In the third work of the course, concluding near the end of the course, 
students will conduct a tiger-team based attack/defense
exercise in a lab to be determined.  Each team will be assigned one Linux box.
You will be expected to secure that box, track what the others are doing
from the vantage of that box, and given occasional hints by the instructor
about what to do to make life interesting for the other teams.  

IMPORTANT: do you not use any passwords on this box that you use anywhere
else on the Internet.

At the conclusion of this exercise, each team must write up a 5 page summary
report, that discusses: 
	1. what you did to make your box more secure., 
	2. what you did to look for holes in the other systems., 
	3. attacks you detected made by others on your box, and 
	4. any insecurities found in the other systems, and how they were 
	possibly exploited by you.  

In addition, each individual team member will write up a short report that explains
what he/she did during this project, and what you think the other members of your
team did to contribute to your group effort.  This individual report will be
emailed to the instructor by thursday of the final week of class.
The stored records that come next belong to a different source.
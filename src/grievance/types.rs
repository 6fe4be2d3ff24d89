//! 投诉分析的领域类型
//!
//! 所有值都只存在于单次请求内，不做持久化。

use serde::{Deserialize, Serialize};
use serde_json::Value;

use super::error::AnalysisError;

/// 投诉类别（封闭集合）
#[derive(Debug, Clone, Copy, PartialEq, Eq, Hash, Serialize, Deserialize)]
#[serde(rename_all = "SCREAMING_SNAKE_CASE")]
pub enum Category {
    SolidWaste,
    Roads,
    WaterSupply,
    Drainage,
    Electricity,
    StreetLights,
    Encroachment,
    Sanitation,
    Other,
}

impl Category {
    pub const ALL: [Category; 9] = [
        Category::SolidWaste,
        Category::Roads,
        Category::WaterSupply,
        Category::Drainage,
        Category::Electricity,
        Category::StreetLights,
        Category::Encroachment,
        Category::Sanitation,
        Category::Other,
    ];

    pub fn as_str(&self) -> &'static str {
        match self {
            Category::SolidWaste => "SOLID_WASTE",
            Category::Roads => "ROADS",
            Category::WaterSupply => "WATER_SUPPLY",
            Category::Drainage => "DRAINAGE",
            Category::Electricity => "ELECTRICITY",
            Category::StreetLights => "STREET_LIGHTS",
            Category::Encroachment => "ENCROACHMENT",
            Category::Sanitation => "SANITATION",
            Category::Other => "OTHER",
        }
    }

    /// 按标签精确匹配（区分大小写）
    pub fn from_tag(tag: &str) -> Option<Self> {
        Self::ALL.into_iter().find(|c| c.as_str() == tag)
    }
}

/// 负责处理问题的行政机构
#[derive(Debug, Clone, Copy, PartialEq, Eq, Hash, Serialize, Deserialize)]
#[serde(rename_all = "SCREAMING_SNAKE_CASE")]
pub enum Jurisdiction {
    /// Belagavi City Corporation
    Bcc,
    /// Belgaum Cantonment Board
    Cantonment,
    /// Visvesvaraya Technological University 校区
    Vtu,
    /// Public Works Department（州级公路）
    Pwd,
}

impl Jurisdiction {
    pub const ALL: [Jurisdiction; 4] = [
        Jurisdiction::Bcc,
        Jurisdiction::Cantonment,
        Jurisdiction::Vtu,
        Jurisdiction::Pwd,
    ];

    pub fn as_str(&self) -> &'static str {
        match self {
            Jurisdiction::Bcc => "BCC",
            Jurisdiction::Cantonment => "CANTONMENT",
            Jurisdiction::Vtu => "VTU",
            Jurisdiction::Pwd => "PWD",
        }
    }

    pub fn from_tag(tag: &str) -> Option<Self> {
        Self::ALL.into_iter().find(|j| j.as_str() == tag)
    }
}

/// 严重程度评分，取值范围 [1, 5]
///
/// - 1: 轻微的外观问题
/// - 3: 需要关注的中等问题
/// - 5: 紧急情况或健康危害
#[derive(Debug, Clone, Copy, PartialEq, Eq, PartialOrd, Ord, Hash, Serialize, Deserialize)]
#[serde(try_from = "i64", into = "i64")]
pub struct SeverityScore(u8);

impl SeverityScore {
    pub const MIN: u8 = 1;
    pub const MAX: u8 = 5;
    pub const DEFAULT: SeverityScore = SeverityScore(3);

    /// 用于常量的构造函数，超出范围在编译期报错
    pub const fn from_const(value: u8) -> Self {
        assert!(value >= Self::MIN && value <= Self::MAX, "severity score must be within 1..=5");
        Self(value)
    }

    pub fn new(value: i64) -> Option<Self> {
        if (Self::MIN as i64..=Self::MAX as i64).contains(&value) {
            Some(Self(value as u8))
        } else {
            None
        }
    }

    pub fn get(&self) -> u8 {
        self.0
    }
}

impl Default for SeverityScore {
    fn default() -> Self {
        Self::DEFAULT
    }
}

impl TryFrom<i64> for SeverityScore {
    type Error = String;

    fn try_from(value: i64) -> Result<Self, Self::Error> {
        Self::new(value).ok_or_else(|| format!("severity_score {value} is outside 1..=5"))
    }
}

impl From<SeverityScore> for i64 {
    fn from(score: SeverityScore) -> Self {
        score.0 as i64
    }
}

/// 上报位置（目前下游未使用）
#[derive(Debug, Clone, Copy, PartialEq, Serialize, Deserialize)]
pub struct Location {
    pub lat: f64,
    pub lng: f64,
}

/// 分析请求
#[derive(Debug, Clone, PartialEq)]
pub struct AnalysisRequest {
    /// Base64 编码的图片，不做解码校验
    pub image_base64: String,
    /// 语音备注（目前下游未使用）
    pub audio_base64: Option<String>,
    pub location: Option<Location>,
}

impl AnalysisRequest {
    /// 从客户端 JSON 负载构造请求
    ///
    /// 负载必须是非空对象，且 `image_base64` 为非空字符串。
    /// 可选字段形状不对时按缺失处理。
    pub fn from_payload(payload: &Value) -> Result<Self, AnalysisError> {
        let obj = payload
            .as_object()
            .filter(|o| !o.is_empty())
            .ok_or_else(|| AnalysisError::InvalidRequest("No data provided".to_string()))?;

        let image_base64 = obj
            .get("image_base64")
            .and_then(Value::as_str)
            .filter(|s| !s.is_empty())
            .ok_or_else(|| AnalysisError::InvalidRequest("No image provided".to_string()))?
            .to_string();

        let audio_base64 = obj
            .get("audio_base64")
            .and_then(Value::as_str)
            .filter(|s| !s.is_empty())
            .map(str::to_string);

        let location = obj
            .get("location")
            .and_then(|v| serde_json::from_value(v.clone()).ok());

        Ok(Self {
            image_base64,
            audio_base64,
            location,
        })
    }
}

/// 随提示词一起发送给模型的内联二进制数据
#[derive(Debug, Clone, PartialEq, Eq)]
pub struct InlineImage {
    pub mime_type: &'static str,
    /// Base64 数据，原样透传
    pub data: String,
}

impl InlineImage {
    pub const JPEG: &'static str = "image/jpeg";

    pub fn jpeg(data: impl Into<String>) -> Self {
        Self {
            mime_type: Self::JPEG,
            data: data.into(),
        }
    }
}

/// 规范化后的分析结果
#[derive(Debug, Clone, PartialEq, Serialize, Deserialize)]
pub struct AnalysisResult {
    pub category: Category,
    pub severity_score: SeverityScore,
    pub description_summary: String,
    pub suggested_jurisdiction: Jurisdiction,
    pub detected_objects: Vec<String>,
}

/// 返回给调用方的响应
///
/// `success` 为 true 时只有 `analysis`，为 false 时只有 `error`。
#[derive(Debug, Clone, PartialEq, Serialize, Deserialize)]
pub struct AnalysisResponse {
    pub success: bool,
    #[serde(default, skip_serializing_if = "Option::is_none")]
    pub analysis: Option<AnalysisResult>,
    #[serde(default, skip_serializing_if = "Option::is_none")]
    pub error: Option<String>,
}

impl AnalysisResponse {
    pub fn success(analysis: AnalysisResult) -> Self {
        Self {
            success: true,
            analysis: Some(analysis),
            error: None,
        }
    }

    pub fn failure(error: impl Into<String>) -> Self {
        Self {
            success: false,
            analysis: None,
            error: Some(error.into()),
        }
    }
}

#[cfg(test)]
mod tests {
    use super::*;
    use serde_json::json;

    #[test]
    fn test_category_tags_round_trip_through_serde() {
        for category in Category::ALL {
            let value = serde_json::to_value(category).unwrap();
            assert_eq!(value, json!(category.as_str()));
            assert_eq!(Category::from_tag(category.as_str()), Some(category));
        }
    }

    #[test]
    fn test_tags_are_case_sensitive() {
        assert_eq!(Category::from_tag("roads"), None);
        assert_eq!(Jurisdiction::from_tag("bcc"), None);
        assert_eq!(Jurisdiction::from_tag("PWD"), Some(Jurisdiction::Pwd));
    }

    #[test]
    fn test_severity_bounds() {
        assert!(SeverityScore::new(0).is_none());
        assert!(SeverityScore::new(6).is_none());
        assert_eq!(SeverityScore::new(1).map(|s| s.get()), Some(1));
        assert_eq!(SeverityScore::new(5).map(|s| s.get()), Some(5));
        assert_eq!(SeverityScore::default().get(), 3);
    }

    #[test]
    fn test_severity_from_const() {
        const HIGH: SeverityScore = SeverityScore::from_const(4);
        assert_eq!(HIGH.get(), 4);
        assert_eq!(SeverityScore::from_const(1), SeverityScore::new(1).unwrap());
    }

    #[test]
    #[should_panic(expected = "severity score must be within 1..=5")]
    fn test_severity_from_const_rejects_out_of_range() {
        let value = std::hint::black_box(9);
        SeverityScore::from_const(value);
    }

    #[test]
    fn test_severity_serializes_as_integer() {
        let value = serde_json::to_value(SeverityScore::new(4).unwrap()).unwrap();
        assert_eq!(value, json!(4));
        assert!(serde_json::from_value::<SeverityScore>(json!(9)).is_err());
    }

    #[test]
    fn test_request_requires_object() {
        for payload in [json!(null), json!({}), json!([1, 2]), json!("image")] {
            let err = AnalysisRequest::from_payload(&payload).unwrap_err();
            assert!(matches!(err, AnalysisError::InvalidRequest(ref m) if m == "No data provided"));
        }
    }

    #[test]
    fn test_request_requires_non_empty_image() {
        for payload in [
            json!({"audio_base64": "abc"}),
            json!({"image_base64": ""}),
            json!({"image_base64": 42}),
        ] {
            let err = AnalysisRequest::from_payload(&payload).unwrap_err();
            assert!(matches!(err, AnalysisError::InvalidRequest(ref m) if m == "No image provided"));
        }
    }

    #[test]
    fn test_request_keeps_optional_fields() {
        let payload = json!({
            "image_base64": "/9j/4AAQ",
            "audio_base64": "SUQz",
            "location": {"lat": 15.8497, "lng": 74.4977}
        });
        let req = AnalysisRequest::from_payload(&payload).unwrap();
        assert_eq!(req.image_base64, "/9j/4AAQ");
        assert_eq!(req.audio_base64.as_deref(), Some("SUQz"));
        assert_eq!(
            req.location,
            Some(Location {
                lat: 15.8497,
                lng: 74.4977
            })
        );
    }

    #[test]
    fn test_request_ignores_malformed_location() {
        let payload = json!({"image_base64": "abc", "location": {"lat": "north"}});
        let req = AnalysisRequest::from_payload(&payload).unwrap();
        assert!(req.location.is_none());
    }

    #[test]
    fn test_response_shape() {
        let failure = serde_json::to_value(AnalysisResponse::failure("No image provided")).unwrap();
        assert_eq!(failure, json!({"success": false, "error": "No image provided"}));
    }
}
                             Grading
                             -------
Midterm:                        100 points
Final:	                        100 points
Programming assignment:		100 points
Tiger-team work:		100 points
                                ----
Total:                          400 points

There may be an occasional homework assignment.

Your final grade for the course is determined by the
percentage of the points you earn with respect to the total possible.
Each letter grade occupies roughly a 10 point spread (A: 90%-100%, B:
80%-90%etc).  Minus and plus grades will be awarded too; e.g., A- will
be 90-92.  B+ will be 88-89.